use crate::helpers::sni;
use crate::models::release::{Record, Releasable, ReleaseStatus, ResourceKind};
use chrono::{DateTime, Utc};
use serde::{Deserialize, Serialize};

#[derive(Clone, Serialize, Deserialize)]
pub struct Certificate {
    pub id: String,
    pub sni: String,
    /// PEM encoded certificate chain.
    pub certificate: String,
    /// PEM encoded private key.
    pub private_key: String,
    pub expired_at: DateTime<Utc>,
    pub is_enable: bool,
    #[serde(default)]
    pub release_status: ReleaseStatus,
    pub created_at: DateTime<Utc>,
    pub updated_at: DateTime<Utc>,
}

// Keep key material out of logs.
impl std::fmt::Debug for Certificate {
    fn fmt(&self, f: &mut std::fmt::Formatter<'_>) -> std::fmt::Result {
        f.debug_struct("Certificate")
            .field("id", &self.id)
            .field("sni", &self.sni)
            .field("expired_at", &self.expired_at)
            .field("is_enable", &self.is_enable)
            .field("release_status", &self.release_status)
            .finish_non_exhaustive()
    }
}

impl Certificate {
    pub fn covers(&self, domain: &str) -> bool {
        sni::covers(&self.sni, domain)
    }

    pub fn is_wildcard(&self) -> bool {
        sni::is_wildcard(&self.sni)
    }
}

impl Record for Certificate {
    const KIND: ResourceKind = ResourceKind::Certificate;

    fn id(&self) -> &str {
        &self.id
    }
}

impl Releasable for Certificate {
    fn is_enable(&self) -> bool {
        self.is_enable
    }

    fn release_status(&self) -> ReleaseStatus {
        self.release_status
    }

    fn set_release_status(&mut self, status: ReleaseStatus) {
        self.release_status = status;
        self.updated_at = Utc::now();
    }
}
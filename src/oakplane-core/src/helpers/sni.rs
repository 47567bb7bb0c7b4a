//! Hostname helpers shared by certificate and service-domain handling.
//!
//! A wildcard SNI `*.example.com` covers exactly one extra DNS label:
//! `api.example.com` is covered, `example.com` and `a.b.example.com` are not.

const MAX_DOMAIN_LEN: usize = 253;
const MAX_LABEL_LEN: usize = 63;

pub fn normalize(host: &str) -> String {
    host.trim().trim_end_matches('.').to_ascii_lowercase()
}

pub fn is_wildcard(sni: &str) -> bool {
    sni.trim_start().starts_with("*.")
}

/// Whether a certificate bound to `sni` can serve `domain`.
pub fn covers(sni: &str, domain: &str) -> bool {
    let sni = normalize(sni);
    let domain = normalize(domain);
    if sni == domain {
        return true;
    }
    if !is_wildcard(&sni) || is_wildcard(&domain) {
        return false;
    }
    // "*.example.com" -> ".example.com"
    let suffix = &sni[1..];
    match domain.strip_suffix(suffix) {
        Some(head) => !head.is_empty() && !head.contains('.'),
        None => false,
    }
}

/// Syntactic check of a hostname, optionally carrying a leading `*.` label.
pub fn is_valid_host(host: &str) -> bool {
    let host = normalize(host);
    let bare = host.strip_prefix("*.").unwrap_or(&host);
    if bare.is_empty() || bare.len() > MAX_DOMAIN_LEN {
        return false;
    }
    bare.split('.').all(|label| {
        !label.is_empty()
            && label.len() <= MAX_LABEL_LEN
            && !label.starts_with('-')
            && !label.ends_with('-')
            && label.chars().all(|c| c.is_ascii_alphanumeric() || c == '-')
    })
}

--------------------

### [About this exercise]
Show every line of the listing in which the string "suffix" can be found.

### [Completed exercise]
    let suffix = &sni[1..];
    match domain.strip_suffix(suffix) {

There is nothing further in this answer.